Using the entries that follow, state how many lines contain the word "Mutex". The response is that number and nothing more.

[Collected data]
>>>>

//! View Configuration
//!
//! Explicit settings handed to the item manager at construction.

use crate::models::Draft;

/// Backend address used when the build does not provide `API_BASE_URL`
pub const DEFAULT_API_BASE_URL: &str = "http://localhost:8000";

/// Where the backend REST API lives
#[derive(Debug, Clone, PartialEq, Eq)]
pub struct ApiConfig {
    /// Scheme + host + port, or empty for same-origin (proxied) requests
    pub base_url: String,
}

impl ApiConfig {
    pub fn new(base_url: impl Into<String>) -> Self {
        Self {
            base_url: base_url.into(),
        }
    }

    /// Resolve from the `API_BASE_URL` build variable, falling back to the local default
    pub fn from_build_env() -> Self {
        Self::resolve(option_env!("API_BASE_URL"))
    }

    fn resolve(override_url: Option<&str>) -> Self {
        match override_url {
            Some(url) => Self::new(url.trim()),
            None => Self::new(DEFAULT_API_BASE_URL),
        }
    }

    /// Full URL for an API path, e.g. `endpoint("/items")`
    pub fn endpoint(&self, path: &str) -> String {
        let base = self.base_url.trim_end_matches('/');
        let path = path.trim_start_matches('/');
        format!("{}/{}", base, path)
    }
}

impl Default for ApiConfig {
    fn default() -> Self {
        Self::new(DEFAULT_API_BASE_URL)
    }
}

/// Parameters of one item manager instance
#[derive(Debug, Clone, Default, PartialEq)]
pub struct ViewConfig {
    pub api: ApiConfig,
    /// Initial draft, also restored after every successful create
    pub seed: Draft,
}

#[cfg(test)]
mod tests {
    use super::*;

    #[test]
    fn test_default_base_url() {
        let config = ApiConfig::resolve(None);
        assert_eq!(config.base_url, "http://localhost:8000");
        assert_eq!(config.endpoint("/health"), "http://localhost:8000/health");
    }

    #[test]
    fn test_override_base_url() {
        let config = ApiConfig::resolve(Some("http://api.example:9000/"));
        assert_eq!(config.endpoint("/items"), "http://api.example:9000/items");
        assert_eq!(config.endpoint("items"), "http://api.example:9000/items");
    }

    #[test]
    fn test_empty_override_means_same_origin() {
        let config = ApiConfig::resolve(Some(""));
        assert_eq!(config.endpoint("/items"), "/items");
        assert_eq!(config.endpoint("/health"), "/health");
    }
}
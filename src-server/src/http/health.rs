//! Liveness endpoints.

use axum::Json;
use serde::Serialize;

#[derive(Serialize)]
pub struct HealthResponse {
    pub status: &'static str,
}

#[derive(Serialize)]
pub struct RootResponse {
    pub message: &'static str,
}

pub async fn health() -> Json<HealthResponse> {
    Json(HealthResponse { status: "healthy" })
}

pub async fn root() -> Json<RootResponse> {
    Json(RootResponse {
        message: "Welcome to the Demo API",
    })
}
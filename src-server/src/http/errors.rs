//! HTTP error responses.

use axum::{
    http::StatusCode,
    response::{IntoResponse, Response},
    Json,
};
use serde_json::json;

use crate::domain::DomainError;

/// Error returned by handlers, rendered as `{"detail": ...}`
#[derive(Debug)]
pub struct ApiError {
    pub status: StatusCode,
    pub detail: String,
}

impl From<DomainError> for ApiError {
    fn from(err: DomainError) -> Self {
        match err {
            // The message is the whole detail, e.g. "Item not found"
            DomainError::NotFound(detail) => Self {
                status: StatusCode::NOT_FOUND,
                detail,
            },
            DomainError::InvalidInput(_) => Self {
                status: StatusCode::UNPROCESSABLE_ENTITY,
                detail: err.to_string(),
            },
            DomainError::Internal(_) => Self {
                status: StatusCode::INTERNAL_SERVER_ERROR,
                detail: err.to_string(),
            },
        }
    }
}

impl IntoResponse for ApiError {
    fn into_response(self) -> Response {
        if self.status.is_server_error() {
            tracing::error!(status = %self.status, detail = %self.detail, "request failed");
        }
        (self.status, Json(json!({ "detail": self.detail }))).into_response()
    }
}
//! Database Connection and Setup
//!
//! Opens the SQLite database and runs migrations.

use std::path::Path;
use std::sync::Arc;

use rusqlite::Connection;
use tokio::sync::Mutex;

use crate::domain::{DomainError, DomainResult};

/// In-memory database path accepted by `init_db`
pub const MEMORY_DB: &str = ":memory:";

impl From<rusqlite::Error> for DomainError {
    fn from(e: rusqlite::Error) -> Self {
        DomainError::Internal(e.to_string())
    }
}

/// Database state wrapper
#[derive(Clone)]
pub struct DbState {
    conn: Arc<Mutex<Connection>>,
}

impl DbState {
    /// Shared connection handle for repositories
    pub fn connection(&self) -> Arc<Mutex<Connection>> {
        self.conn.clone()
    }
}

/// Open (creating if needed) the database at `db_path` and migrate it
pub async fn init_db(db_path: &Path) -> DomainResult<DbState> {
    let conn = if db_path.as_os_str() == MEMORY_DB {
        Connection::open_in_memory()?
    } else {
        if let Some(parent) = db_path.parent().filter(|p| !p.as_os_str().is_empty()) {
            std::fs::create_dir_all(parent).map_err(|e| {
                DomainError::Internal(format!("Failed to create {}: {}", parent.display(), e))
            })?;
        }
        Connection::open(db_path)?
    };

    run_migrations(&conn)?;
    tracing::info!(path = %db_path.display(), "database ready");

    Ok(DbState {
        conn: Arc::new(Mutex::new(conn)),
    })
}

/// Check if a column exists in a table
fn column_exists(conn: &Connection, table: &str, column: &str) -> DomainResult<bool> {
    let mut stmt = conn.prepare(&format!("PRAGMA table_info({})", table))?;
    let names = stmt.query_map([], |row| row.get::<_, String>(1))?;
    for name in names {
        if name? == column {
            return Ok(true);
        }
    }
    Ok(false)
}

/// Run database migrations
fn run_migrations(conn: &Connection) -> DomainResult<()> {
    conn.execute(
        "CREATE TABLE IF NOT EXISTS items (
            id INTEGER PRIMARY KEY AUTOINCREMENT,
            name TEXT NOT NULL,
            description TEXT,
            created_at TEXT NOT NULL,
            updated_at TEXT
        )",
        [],
    )?;

    // Added after the first release
    if !column_exists(conn, "items", "is_active")? {
        conn.execute(
            "ALTER TABLE items ADD COLUMN is_active INTEGER NOT NULL DEFAULT 1",
            [],
        )?;
    }

    conn.execute("CREATE INDEX IF NOT EXISTS idx_items_name ON items(name)", [])?;

    Ok(())
}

<<<<

Solution for this task:
4